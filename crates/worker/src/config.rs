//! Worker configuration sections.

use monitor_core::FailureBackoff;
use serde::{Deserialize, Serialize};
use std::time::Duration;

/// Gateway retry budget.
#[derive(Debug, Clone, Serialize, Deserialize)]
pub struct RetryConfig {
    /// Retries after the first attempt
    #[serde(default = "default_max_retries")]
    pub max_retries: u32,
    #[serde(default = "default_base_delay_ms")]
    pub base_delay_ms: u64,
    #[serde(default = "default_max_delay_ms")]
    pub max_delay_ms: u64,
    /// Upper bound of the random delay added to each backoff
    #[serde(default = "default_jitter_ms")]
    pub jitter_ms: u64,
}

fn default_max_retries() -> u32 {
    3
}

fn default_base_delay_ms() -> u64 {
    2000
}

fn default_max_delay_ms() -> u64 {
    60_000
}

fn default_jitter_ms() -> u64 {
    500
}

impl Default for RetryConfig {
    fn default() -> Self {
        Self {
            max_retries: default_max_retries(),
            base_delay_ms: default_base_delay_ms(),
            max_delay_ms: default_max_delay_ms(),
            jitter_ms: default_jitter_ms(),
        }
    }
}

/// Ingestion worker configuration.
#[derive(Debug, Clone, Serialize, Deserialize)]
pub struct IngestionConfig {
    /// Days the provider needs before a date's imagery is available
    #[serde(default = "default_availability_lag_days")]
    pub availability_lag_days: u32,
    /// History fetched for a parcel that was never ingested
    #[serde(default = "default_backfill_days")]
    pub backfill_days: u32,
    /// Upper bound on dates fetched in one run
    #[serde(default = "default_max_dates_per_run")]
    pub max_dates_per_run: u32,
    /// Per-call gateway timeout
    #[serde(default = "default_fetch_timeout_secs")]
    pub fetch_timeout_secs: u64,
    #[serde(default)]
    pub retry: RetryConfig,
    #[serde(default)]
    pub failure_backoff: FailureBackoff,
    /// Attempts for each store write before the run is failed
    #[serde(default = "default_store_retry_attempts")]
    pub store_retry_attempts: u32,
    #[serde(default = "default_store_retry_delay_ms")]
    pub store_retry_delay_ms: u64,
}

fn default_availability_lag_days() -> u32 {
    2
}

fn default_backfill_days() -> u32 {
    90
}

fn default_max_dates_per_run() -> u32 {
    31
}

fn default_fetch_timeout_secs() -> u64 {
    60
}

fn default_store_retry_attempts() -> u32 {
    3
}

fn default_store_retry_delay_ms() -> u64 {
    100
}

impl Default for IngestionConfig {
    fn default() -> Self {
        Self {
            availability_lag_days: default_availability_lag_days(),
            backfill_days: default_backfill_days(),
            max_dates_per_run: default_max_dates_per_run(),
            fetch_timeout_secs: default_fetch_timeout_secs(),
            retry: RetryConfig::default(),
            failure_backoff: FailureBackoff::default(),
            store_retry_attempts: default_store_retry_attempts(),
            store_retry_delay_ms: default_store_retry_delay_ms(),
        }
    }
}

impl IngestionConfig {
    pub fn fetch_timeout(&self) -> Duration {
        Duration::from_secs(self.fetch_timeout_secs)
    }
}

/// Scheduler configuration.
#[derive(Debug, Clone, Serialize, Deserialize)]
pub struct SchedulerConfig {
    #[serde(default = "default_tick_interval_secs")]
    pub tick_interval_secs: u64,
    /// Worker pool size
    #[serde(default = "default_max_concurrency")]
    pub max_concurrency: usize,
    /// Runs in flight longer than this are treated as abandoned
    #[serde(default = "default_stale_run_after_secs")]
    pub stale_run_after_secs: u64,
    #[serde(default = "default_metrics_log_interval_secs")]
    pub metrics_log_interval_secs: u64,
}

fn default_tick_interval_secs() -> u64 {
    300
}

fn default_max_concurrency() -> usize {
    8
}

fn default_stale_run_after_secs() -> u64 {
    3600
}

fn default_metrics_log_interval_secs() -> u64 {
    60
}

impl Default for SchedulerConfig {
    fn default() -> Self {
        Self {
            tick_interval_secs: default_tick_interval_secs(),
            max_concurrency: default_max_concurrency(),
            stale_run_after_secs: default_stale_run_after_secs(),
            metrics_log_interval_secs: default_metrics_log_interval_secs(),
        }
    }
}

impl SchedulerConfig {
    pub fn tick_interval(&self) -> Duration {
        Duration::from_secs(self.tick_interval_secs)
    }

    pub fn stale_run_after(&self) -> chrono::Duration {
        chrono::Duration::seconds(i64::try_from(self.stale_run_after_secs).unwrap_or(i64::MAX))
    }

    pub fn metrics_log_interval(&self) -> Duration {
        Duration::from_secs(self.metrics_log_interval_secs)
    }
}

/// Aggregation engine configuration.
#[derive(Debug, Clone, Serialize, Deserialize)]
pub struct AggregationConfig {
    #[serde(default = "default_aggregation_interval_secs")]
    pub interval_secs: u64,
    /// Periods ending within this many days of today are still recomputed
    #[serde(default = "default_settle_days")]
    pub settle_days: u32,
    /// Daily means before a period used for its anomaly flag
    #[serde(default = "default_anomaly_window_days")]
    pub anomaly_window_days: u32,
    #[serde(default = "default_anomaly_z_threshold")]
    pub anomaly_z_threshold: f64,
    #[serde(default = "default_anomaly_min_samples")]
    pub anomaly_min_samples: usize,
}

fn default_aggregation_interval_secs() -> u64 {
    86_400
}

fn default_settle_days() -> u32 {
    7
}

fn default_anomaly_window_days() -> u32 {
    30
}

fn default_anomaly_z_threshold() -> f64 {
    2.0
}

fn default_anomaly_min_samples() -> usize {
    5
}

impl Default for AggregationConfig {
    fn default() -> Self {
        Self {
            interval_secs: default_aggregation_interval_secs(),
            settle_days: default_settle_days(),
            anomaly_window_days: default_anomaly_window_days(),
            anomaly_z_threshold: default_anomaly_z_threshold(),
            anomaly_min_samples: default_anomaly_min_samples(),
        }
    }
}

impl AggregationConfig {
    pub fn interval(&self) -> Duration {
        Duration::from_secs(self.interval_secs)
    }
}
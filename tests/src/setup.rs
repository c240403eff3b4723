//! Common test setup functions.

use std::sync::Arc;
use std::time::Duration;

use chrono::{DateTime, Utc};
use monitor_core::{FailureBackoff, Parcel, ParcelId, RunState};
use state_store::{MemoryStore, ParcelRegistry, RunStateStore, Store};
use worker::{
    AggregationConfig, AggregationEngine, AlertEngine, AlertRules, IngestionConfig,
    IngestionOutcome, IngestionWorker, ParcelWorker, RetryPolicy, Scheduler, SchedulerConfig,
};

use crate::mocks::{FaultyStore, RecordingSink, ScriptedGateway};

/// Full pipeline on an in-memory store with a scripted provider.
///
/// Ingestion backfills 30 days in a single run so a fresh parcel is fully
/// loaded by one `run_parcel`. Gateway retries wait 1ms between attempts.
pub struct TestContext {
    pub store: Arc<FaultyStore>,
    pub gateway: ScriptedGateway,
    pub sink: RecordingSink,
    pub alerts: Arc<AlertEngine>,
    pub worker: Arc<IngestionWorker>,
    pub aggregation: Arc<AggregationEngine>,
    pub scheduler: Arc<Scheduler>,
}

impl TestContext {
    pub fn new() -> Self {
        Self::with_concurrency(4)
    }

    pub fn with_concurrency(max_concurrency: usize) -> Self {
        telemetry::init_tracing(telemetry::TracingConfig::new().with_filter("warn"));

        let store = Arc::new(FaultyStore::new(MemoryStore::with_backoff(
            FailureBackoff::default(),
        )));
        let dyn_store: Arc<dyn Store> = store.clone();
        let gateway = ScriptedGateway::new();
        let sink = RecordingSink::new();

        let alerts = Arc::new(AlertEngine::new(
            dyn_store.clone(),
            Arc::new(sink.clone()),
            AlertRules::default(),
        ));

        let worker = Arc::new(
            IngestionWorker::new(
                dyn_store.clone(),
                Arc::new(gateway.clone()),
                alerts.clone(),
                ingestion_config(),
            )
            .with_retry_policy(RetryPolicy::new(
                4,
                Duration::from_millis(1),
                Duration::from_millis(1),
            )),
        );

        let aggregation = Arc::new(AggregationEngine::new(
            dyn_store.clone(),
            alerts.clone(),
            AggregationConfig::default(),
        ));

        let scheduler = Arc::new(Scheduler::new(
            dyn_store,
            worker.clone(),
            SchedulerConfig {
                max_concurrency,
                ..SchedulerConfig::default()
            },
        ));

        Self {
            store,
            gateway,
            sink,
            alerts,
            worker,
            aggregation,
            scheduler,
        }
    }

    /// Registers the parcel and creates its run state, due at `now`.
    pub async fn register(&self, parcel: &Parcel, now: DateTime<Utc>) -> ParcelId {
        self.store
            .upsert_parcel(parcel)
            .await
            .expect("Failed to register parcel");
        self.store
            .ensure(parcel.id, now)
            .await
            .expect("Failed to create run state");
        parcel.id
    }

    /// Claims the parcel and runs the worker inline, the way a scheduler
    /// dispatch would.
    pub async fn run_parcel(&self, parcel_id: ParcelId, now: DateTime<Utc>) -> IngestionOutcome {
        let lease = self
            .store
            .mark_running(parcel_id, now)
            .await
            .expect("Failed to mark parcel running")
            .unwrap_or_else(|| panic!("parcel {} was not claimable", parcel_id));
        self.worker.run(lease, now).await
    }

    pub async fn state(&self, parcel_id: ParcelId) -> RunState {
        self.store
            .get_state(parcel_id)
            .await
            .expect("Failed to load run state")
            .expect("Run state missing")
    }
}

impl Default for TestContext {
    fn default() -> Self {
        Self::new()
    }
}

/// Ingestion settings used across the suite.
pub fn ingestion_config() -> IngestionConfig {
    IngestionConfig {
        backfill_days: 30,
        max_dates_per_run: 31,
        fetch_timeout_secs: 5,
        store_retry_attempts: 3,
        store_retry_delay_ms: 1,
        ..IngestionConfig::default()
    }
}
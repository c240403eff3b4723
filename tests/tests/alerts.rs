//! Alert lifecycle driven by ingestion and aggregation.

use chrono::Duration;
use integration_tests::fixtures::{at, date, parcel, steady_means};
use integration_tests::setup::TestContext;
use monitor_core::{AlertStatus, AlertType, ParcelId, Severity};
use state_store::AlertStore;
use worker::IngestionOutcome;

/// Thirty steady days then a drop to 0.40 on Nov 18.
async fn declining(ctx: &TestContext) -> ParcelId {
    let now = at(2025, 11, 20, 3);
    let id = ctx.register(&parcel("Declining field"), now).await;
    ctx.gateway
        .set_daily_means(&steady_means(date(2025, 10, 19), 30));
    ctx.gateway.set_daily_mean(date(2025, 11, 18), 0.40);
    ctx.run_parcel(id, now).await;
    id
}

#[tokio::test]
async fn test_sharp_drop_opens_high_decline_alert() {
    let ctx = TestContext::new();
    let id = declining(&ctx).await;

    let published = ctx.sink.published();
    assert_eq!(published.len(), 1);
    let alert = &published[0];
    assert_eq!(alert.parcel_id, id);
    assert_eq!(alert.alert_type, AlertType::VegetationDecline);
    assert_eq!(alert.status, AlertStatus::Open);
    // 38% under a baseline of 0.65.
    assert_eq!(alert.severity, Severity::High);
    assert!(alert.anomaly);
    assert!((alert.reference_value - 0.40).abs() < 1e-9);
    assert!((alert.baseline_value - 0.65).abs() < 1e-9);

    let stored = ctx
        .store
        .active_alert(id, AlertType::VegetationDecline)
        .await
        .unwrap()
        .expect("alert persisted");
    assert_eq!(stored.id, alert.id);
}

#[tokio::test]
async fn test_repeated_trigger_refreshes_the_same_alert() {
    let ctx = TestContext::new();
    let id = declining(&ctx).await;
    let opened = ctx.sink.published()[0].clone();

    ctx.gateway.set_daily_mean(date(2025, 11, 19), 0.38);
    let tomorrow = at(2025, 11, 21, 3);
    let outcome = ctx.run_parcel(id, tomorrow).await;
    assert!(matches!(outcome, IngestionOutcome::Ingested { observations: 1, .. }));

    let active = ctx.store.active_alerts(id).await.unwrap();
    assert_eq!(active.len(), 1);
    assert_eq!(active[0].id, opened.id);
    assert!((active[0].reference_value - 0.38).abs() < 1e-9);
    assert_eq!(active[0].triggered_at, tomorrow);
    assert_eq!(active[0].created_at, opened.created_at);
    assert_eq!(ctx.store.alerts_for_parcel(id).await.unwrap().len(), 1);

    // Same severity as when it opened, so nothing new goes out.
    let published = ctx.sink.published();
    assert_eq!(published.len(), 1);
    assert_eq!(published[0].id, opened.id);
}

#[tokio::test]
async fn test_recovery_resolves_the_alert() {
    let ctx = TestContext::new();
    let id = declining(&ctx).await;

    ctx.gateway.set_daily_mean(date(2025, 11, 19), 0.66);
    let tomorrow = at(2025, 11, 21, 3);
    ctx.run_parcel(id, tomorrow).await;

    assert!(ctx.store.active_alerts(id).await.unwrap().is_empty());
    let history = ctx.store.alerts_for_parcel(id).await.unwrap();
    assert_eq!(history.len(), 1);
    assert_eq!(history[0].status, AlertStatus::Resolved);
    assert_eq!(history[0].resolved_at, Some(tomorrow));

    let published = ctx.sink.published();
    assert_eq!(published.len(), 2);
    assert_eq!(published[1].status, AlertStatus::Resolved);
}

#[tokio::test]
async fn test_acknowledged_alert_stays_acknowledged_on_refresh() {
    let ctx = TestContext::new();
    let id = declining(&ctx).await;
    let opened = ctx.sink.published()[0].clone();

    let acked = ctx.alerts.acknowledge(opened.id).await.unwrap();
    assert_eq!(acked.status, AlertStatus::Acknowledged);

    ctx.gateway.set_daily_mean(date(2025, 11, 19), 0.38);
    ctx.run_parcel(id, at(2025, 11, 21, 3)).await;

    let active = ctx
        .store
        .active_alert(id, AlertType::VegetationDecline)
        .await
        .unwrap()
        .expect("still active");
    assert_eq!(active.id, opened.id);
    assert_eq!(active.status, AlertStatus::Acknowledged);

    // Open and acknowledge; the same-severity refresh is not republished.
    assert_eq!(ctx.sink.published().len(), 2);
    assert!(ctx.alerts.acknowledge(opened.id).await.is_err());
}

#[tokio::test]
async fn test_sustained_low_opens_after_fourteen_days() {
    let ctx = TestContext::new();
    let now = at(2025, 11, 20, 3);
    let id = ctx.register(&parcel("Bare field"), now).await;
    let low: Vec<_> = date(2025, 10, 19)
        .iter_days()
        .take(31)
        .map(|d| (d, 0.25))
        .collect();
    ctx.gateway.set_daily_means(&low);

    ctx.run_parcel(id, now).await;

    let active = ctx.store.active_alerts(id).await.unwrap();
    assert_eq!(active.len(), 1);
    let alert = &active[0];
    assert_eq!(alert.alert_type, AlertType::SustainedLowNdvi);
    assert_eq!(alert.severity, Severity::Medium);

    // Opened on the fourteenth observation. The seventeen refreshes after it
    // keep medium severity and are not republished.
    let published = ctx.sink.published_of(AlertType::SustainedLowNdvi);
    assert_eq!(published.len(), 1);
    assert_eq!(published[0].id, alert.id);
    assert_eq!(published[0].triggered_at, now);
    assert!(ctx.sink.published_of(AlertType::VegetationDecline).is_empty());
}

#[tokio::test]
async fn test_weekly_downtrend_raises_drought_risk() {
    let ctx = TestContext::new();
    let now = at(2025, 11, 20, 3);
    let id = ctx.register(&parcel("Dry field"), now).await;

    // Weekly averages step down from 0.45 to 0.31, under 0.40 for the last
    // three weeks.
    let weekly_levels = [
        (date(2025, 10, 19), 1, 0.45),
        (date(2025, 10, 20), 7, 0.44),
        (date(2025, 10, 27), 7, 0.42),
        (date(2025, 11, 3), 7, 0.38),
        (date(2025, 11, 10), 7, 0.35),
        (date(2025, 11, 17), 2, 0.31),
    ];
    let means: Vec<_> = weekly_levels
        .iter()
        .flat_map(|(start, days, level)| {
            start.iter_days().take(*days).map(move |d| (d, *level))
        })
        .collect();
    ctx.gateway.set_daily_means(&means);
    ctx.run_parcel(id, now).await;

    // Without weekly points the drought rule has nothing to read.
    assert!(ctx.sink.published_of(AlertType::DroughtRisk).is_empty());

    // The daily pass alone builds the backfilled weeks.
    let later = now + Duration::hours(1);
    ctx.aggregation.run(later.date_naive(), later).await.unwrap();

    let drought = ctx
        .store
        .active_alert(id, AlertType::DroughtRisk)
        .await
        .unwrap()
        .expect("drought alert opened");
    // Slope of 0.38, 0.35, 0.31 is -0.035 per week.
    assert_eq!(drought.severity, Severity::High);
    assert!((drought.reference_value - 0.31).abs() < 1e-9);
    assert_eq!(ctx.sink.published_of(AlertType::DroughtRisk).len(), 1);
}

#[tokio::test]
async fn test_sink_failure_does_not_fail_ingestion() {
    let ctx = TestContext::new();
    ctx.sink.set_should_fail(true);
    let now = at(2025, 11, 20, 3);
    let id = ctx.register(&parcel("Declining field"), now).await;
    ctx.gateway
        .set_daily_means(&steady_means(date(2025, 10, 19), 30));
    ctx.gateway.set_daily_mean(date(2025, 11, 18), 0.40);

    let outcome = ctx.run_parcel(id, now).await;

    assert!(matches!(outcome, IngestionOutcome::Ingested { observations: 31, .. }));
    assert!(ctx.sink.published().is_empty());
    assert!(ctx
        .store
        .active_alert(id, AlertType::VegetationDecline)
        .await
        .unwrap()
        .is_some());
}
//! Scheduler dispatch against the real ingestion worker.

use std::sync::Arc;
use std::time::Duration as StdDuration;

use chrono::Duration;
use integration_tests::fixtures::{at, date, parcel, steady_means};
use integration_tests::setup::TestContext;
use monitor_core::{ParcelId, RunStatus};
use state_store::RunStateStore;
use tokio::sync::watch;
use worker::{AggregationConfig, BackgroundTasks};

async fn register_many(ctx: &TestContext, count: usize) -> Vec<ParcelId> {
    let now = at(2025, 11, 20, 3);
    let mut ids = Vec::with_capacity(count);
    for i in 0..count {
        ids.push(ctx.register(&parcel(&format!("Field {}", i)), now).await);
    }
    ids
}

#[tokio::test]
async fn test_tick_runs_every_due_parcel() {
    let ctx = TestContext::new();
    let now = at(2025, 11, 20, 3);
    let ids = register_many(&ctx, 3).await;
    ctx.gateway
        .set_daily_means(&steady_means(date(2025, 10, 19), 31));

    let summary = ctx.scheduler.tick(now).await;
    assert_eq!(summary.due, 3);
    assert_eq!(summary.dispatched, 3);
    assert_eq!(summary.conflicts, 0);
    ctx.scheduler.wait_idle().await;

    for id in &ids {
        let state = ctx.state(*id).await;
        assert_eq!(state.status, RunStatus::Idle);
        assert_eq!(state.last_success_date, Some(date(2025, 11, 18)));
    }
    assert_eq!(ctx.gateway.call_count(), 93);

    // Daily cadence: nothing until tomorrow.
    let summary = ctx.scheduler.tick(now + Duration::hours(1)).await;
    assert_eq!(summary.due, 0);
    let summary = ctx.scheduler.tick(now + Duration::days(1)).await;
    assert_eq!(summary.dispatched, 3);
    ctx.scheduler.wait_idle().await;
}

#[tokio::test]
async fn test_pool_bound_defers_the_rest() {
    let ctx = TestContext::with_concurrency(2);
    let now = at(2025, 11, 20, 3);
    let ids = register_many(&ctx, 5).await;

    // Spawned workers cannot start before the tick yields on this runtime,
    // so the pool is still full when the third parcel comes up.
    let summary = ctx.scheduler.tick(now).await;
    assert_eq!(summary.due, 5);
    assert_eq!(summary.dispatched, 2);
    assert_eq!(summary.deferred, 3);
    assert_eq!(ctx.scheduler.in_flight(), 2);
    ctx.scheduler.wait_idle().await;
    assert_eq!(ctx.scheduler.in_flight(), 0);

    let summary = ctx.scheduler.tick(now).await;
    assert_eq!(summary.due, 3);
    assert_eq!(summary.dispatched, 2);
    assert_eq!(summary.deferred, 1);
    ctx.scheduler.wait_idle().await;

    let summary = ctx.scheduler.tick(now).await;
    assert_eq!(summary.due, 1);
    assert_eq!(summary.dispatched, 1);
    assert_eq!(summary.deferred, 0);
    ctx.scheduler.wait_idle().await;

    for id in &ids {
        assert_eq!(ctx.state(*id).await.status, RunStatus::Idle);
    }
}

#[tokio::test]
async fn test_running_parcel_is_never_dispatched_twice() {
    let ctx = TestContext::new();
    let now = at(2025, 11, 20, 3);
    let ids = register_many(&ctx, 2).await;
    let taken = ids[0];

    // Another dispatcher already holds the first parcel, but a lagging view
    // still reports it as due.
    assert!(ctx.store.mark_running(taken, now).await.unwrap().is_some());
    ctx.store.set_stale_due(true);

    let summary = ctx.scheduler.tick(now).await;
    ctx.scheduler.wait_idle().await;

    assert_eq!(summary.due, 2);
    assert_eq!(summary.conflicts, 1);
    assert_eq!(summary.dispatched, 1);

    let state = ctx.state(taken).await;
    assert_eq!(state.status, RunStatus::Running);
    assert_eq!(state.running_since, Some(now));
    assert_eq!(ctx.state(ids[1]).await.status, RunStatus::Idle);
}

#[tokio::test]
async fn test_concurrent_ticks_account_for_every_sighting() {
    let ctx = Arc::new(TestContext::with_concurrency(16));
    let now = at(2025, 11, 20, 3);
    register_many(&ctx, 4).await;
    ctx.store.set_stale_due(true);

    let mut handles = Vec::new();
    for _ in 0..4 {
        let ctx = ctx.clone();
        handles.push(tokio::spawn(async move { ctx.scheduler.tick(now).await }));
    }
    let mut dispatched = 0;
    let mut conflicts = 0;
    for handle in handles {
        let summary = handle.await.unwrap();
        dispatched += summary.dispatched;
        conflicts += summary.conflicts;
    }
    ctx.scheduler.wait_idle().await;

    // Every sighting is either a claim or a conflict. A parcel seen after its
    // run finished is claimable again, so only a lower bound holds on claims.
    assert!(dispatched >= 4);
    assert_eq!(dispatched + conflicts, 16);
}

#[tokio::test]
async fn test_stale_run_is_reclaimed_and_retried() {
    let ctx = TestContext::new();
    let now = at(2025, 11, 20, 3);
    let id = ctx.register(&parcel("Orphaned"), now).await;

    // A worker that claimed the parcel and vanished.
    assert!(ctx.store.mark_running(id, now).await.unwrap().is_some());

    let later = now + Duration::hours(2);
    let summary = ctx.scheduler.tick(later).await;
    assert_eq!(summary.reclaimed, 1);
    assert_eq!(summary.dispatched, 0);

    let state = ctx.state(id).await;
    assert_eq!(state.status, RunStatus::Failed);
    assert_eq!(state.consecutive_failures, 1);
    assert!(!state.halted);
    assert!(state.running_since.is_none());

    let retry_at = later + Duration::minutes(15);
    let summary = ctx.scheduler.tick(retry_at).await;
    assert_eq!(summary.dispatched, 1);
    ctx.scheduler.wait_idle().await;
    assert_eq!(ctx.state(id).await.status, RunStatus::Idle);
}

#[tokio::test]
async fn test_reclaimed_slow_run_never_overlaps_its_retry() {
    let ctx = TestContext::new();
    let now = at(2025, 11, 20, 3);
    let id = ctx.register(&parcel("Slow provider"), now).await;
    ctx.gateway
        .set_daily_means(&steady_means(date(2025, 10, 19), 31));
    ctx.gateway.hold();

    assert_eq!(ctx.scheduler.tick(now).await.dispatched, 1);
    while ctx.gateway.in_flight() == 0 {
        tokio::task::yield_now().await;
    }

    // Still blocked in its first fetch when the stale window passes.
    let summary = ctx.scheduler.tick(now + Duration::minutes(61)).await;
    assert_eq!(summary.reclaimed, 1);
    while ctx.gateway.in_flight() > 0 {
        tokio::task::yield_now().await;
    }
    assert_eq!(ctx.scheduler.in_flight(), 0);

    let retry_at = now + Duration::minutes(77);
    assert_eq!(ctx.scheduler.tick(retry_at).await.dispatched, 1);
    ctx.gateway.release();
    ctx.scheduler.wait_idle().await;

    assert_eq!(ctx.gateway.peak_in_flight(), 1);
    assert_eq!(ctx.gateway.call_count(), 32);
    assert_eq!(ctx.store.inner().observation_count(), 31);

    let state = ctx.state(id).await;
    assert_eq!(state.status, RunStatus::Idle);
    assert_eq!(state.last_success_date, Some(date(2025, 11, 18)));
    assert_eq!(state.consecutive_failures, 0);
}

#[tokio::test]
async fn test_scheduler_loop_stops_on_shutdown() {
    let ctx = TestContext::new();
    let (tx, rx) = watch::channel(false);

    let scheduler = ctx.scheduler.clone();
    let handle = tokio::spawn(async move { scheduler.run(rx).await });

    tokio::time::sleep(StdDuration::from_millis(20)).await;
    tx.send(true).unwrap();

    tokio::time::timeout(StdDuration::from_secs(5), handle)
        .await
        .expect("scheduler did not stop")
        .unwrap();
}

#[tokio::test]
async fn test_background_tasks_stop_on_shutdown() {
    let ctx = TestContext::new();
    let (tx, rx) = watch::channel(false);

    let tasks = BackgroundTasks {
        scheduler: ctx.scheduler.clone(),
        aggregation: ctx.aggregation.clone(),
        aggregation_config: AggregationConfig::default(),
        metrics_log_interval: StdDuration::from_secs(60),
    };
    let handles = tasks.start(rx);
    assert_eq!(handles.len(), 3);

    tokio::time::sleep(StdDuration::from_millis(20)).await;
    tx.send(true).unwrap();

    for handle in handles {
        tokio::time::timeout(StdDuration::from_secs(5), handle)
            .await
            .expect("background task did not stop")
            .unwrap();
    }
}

==================================================

## TASK REQUIREMENTS
Some lines in the records above contain "first". Count them and give the number only.

## EXERCISE RESPONSE
3